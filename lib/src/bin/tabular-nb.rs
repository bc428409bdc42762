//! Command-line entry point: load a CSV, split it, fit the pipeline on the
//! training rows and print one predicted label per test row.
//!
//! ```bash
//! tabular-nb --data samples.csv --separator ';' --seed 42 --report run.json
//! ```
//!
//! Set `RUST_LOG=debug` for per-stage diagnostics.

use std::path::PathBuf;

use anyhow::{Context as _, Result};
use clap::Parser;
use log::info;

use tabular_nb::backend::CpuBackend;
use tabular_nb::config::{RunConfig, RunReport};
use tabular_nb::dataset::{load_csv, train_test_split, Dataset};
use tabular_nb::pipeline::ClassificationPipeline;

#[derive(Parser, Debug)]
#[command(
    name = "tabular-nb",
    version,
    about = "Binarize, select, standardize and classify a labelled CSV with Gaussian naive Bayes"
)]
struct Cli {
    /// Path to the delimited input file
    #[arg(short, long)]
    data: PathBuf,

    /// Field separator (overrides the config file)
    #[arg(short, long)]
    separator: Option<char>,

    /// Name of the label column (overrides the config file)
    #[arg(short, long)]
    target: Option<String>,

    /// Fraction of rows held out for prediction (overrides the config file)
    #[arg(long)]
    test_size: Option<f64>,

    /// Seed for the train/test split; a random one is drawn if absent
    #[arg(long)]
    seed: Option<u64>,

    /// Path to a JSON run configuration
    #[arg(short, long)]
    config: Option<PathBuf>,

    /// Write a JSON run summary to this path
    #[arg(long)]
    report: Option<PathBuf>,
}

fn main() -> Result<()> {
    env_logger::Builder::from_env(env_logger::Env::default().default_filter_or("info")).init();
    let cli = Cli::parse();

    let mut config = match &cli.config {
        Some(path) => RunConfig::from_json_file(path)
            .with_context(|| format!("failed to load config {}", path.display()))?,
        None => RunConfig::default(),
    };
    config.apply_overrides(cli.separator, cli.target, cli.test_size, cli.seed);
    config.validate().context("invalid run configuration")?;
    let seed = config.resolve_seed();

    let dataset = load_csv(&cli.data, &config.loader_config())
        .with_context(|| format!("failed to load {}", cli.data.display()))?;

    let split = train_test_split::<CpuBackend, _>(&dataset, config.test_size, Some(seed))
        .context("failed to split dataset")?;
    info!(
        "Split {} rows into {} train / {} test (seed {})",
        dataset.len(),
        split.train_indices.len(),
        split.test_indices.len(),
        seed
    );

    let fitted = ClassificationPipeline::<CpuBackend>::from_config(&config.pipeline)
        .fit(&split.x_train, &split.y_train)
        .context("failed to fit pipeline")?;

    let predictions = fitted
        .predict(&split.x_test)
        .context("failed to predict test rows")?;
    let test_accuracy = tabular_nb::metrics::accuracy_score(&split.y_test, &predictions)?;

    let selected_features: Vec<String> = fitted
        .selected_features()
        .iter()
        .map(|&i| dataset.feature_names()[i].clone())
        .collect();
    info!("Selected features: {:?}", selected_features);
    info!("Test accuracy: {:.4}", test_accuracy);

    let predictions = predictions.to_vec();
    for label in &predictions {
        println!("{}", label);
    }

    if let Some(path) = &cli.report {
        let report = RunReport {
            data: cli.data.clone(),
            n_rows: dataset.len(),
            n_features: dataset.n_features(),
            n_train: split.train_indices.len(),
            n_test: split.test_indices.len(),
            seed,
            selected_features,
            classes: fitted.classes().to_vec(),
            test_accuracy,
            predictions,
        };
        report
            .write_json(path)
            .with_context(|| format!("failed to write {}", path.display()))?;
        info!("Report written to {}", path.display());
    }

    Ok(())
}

---

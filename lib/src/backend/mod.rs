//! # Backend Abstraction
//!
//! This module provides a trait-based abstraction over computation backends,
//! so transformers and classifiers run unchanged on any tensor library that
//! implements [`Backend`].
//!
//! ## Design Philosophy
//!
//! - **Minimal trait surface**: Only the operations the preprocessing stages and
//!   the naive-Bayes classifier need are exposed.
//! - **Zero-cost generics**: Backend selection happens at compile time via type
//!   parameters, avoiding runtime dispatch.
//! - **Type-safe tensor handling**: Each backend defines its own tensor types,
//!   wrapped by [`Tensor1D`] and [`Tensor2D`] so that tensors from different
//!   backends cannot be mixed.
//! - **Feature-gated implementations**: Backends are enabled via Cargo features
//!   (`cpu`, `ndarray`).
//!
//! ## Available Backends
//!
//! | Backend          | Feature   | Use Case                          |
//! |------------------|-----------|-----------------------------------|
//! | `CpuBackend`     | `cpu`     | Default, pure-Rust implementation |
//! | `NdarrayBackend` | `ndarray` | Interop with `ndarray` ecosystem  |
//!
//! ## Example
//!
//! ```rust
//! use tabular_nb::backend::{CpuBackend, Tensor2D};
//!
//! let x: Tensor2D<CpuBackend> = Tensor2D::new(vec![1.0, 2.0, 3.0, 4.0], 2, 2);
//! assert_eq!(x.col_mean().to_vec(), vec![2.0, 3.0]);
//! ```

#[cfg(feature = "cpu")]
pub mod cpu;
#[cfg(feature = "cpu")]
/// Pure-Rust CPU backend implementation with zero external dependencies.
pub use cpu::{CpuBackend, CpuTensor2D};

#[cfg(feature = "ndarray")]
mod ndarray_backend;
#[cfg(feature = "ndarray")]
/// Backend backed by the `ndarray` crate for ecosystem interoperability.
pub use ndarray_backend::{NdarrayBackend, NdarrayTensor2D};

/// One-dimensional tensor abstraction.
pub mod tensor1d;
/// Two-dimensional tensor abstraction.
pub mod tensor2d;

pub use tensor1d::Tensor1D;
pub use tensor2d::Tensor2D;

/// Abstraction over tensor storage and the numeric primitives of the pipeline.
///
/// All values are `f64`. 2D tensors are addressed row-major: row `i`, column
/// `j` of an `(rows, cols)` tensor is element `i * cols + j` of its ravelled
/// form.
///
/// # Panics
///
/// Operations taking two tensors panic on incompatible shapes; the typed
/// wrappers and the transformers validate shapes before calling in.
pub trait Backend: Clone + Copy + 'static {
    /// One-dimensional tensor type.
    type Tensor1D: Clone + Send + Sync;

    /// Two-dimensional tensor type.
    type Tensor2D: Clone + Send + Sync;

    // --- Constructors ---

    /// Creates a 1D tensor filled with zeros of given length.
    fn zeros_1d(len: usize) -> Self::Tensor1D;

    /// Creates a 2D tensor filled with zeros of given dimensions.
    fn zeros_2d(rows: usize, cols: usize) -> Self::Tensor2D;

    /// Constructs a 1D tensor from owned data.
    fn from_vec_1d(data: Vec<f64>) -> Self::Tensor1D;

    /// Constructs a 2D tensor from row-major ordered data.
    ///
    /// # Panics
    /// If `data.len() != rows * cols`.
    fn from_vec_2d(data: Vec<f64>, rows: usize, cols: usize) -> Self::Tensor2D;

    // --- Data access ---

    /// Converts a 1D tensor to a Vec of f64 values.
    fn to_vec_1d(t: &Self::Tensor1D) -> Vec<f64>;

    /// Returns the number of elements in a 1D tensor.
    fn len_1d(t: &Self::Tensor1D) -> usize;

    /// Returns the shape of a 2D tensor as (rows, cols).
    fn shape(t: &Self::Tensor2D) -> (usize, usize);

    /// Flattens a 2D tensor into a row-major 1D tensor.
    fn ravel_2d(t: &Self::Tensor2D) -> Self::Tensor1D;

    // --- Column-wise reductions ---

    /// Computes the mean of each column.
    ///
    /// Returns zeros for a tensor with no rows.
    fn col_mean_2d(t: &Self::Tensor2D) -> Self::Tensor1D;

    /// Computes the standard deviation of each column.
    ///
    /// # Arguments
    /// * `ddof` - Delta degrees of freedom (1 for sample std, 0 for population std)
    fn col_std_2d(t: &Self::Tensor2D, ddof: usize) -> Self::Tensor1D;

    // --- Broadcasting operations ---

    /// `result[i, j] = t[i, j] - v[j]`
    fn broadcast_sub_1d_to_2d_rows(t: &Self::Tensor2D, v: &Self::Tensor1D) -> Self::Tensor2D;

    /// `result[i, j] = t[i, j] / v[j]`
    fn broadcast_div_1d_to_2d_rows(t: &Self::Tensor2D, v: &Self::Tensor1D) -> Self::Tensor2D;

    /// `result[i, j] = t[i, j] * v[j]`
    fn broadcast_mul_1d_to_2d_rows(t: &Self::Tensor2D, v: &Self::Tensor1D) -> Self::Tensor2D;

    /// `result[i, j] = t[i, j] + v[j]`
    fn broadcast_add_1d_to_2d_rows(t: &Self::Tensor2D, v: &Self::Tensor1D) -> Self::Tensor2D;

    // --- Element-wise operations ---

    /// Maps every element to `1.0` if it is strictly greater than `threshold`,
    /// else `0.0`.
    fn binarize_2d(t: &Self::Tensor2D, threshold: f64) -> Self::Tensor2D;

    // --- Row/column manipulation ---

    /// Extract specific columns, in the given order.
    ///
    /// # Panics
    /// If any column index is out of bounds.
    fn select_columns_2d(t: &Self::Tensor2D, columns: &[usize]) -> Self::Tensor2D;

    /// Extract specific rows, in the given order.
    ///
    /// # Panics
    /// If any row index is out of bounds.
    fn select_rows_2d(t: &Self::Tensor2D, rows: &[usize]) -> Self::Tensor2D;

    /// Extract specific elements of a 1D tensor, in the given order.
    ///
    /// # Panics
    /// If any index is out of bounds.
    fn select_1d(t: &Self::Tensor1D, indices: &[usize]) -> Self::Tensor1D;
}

==

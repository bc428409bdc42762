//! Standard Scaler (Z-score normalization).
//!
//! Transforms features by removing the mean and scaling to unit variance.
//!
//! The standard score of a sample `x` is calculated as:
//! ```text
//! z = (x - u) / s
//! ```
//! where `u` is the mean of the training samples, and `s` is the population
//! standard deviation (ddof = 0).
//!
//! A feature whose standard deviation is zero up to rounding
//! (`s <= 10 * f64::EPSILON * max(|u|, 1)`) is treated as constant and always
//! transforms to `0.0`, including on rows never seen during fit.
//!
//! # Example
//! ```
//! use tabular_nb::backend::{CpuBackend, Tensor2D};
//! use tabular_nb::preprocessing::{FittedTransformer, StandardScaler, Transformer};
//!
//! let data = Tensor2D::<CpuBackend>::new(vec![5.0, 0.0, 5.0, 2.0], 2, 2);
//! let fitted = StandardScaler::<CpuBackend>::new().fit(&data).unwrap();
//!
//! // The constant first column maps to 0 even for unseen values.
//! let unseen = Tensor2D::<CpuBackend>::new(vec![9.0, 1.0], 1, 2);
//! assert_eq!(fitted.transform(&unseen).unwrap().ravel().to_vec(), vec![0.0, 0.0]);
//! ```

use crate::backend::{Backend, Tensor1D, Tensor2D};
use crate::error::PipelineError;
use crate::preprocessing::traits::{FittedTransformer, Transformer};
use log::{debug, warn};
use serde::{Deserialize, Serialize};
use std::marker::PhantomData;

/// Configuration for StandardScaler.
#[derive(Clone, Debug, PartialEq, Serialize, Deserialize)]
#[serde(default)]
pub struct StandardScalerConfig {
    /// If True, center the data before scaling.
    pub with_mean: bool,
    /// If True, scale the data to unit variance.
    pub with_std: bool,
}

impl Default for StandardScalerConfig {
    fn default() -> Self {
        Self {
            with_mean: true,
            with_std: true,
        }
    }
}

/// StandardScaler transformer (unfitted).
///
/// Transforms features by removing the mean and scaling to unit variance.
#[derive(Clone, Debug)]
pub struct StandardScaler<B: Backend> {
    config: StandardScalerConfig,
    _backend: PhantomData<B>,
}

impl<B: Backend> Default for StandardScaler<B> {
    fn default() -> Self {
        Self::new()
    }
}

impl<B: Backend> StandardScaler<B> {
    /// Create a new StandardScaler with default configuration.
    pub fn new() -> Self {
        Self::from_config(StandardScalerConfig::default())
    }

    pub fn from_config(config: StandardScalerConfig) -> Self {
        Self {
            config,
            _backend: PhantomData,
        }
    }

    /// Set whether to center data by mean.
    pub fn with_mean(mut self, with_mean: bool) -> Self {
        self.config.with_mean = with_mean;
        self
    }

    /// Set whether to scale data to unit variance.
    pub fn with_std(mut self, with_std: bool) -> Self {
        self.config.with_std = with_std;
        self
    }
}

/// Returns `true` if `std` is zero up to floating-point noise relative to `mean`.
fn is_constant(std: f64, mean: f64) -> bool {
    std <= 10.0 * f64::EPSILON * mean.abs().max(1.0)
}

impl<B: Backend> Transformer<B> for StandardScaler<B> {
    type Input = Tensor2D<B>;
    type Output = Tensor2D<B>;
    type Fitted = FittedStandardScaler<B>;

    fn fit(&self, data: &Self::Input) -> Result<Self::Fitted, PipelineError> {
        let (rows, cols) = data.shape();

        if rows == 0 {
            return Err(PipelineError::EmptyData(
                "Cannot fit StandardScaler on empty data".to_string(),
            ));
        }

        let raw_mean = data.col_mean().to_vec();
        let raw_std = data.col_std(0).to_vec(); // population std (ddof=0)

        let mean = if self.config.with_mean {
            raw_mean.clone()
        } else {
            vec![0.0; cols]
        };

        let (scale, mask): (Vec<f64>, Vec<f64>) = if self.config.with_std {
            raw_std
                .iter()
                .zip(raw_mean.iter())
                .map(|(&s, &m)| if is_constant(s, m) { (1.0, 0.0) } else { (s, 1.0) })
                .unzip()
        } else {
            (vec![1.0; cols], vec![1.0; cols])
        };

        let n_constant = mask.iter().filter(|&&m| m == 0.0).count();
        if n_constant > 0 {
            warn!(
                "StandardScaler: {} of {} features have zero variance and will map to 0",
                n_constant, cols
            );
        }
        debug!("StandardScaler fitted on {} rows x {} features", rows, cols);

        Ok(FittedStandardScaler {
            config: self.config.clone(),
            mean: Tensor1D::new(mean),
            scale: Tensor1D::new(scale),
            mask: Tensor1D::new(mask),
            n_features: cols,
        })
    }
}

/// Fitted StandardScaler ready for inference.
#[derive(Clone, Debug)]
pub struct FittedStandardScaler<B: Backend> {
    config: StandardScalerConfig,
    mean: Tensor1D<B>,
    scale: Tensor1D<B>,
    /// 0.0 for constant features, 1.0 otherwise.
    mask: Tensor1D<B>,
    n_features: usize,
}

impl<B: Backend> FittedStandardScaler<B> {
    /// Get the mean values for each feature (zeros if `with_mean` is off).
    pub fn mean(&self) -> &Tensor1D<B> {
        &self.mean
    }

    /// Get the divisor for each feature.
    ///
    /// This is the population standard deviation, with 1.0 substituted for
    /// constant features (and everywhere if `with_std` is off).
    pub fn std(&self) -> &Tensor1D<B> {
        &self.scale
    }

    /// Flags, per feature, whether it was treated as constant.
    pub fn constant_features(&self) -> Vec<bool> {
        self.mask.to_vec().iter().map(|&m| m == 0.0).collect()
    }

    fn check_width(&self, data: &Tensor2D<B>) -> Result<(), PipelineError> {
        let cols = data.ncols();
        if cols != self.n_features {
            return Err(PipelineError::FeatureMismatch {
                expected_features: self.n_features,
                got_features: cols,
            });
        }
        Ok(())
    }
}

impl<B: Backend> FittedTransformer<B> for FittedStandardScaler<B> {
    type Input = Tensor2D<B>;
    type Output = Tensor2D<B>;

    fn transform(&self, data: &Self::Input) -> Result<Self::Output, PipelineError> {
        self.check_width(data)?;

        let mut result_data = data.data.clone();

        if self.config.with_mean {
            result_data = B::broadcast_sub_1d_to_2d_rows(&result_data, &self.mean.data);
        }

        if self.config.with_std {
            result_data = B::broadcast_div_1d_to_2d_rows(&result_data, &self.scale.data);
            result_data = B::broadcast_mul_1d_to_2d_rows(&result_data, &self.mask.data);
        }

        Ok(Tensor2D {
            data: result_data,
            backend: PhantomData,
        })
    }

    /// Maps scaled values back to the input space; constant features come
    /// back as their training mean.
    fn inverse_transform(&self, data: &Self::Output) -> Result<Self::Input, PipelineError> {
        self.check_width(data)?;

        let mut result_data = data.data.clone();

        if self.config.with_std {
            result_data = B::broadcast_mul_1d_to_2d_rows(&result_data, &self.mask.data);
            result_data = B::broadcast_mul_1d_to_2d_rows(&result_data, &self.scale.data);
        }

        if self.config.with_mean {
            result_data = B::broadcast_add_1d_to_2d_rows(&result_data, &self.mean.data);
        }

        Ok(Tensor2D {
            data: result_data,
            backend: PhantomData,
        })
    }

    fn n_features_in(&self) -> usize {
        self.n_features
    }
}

* Work task *
Whenever a line of the data above includes the word "PipelineError", copy that line.

* Completed exercise *
use crate::error::PipelineError;
    fn fit(&self, data: &Self::Input) -> Result<Self::Fitted, PipelineError> {
            return Err(PipelineError::EmptyData(
    fn check_width(&self, data: &Tensor2D<B>) -> Result<(), PipelineError> {
            return Err(PipelineError::FeatureMismatch {
    fn transform(&self, data: &Self::Input) -> Result<Self::Output, PipelineError> {
    fn inverse_transform(&self, data: &Self::Output) -> Result<Self::Input, PipelineError> {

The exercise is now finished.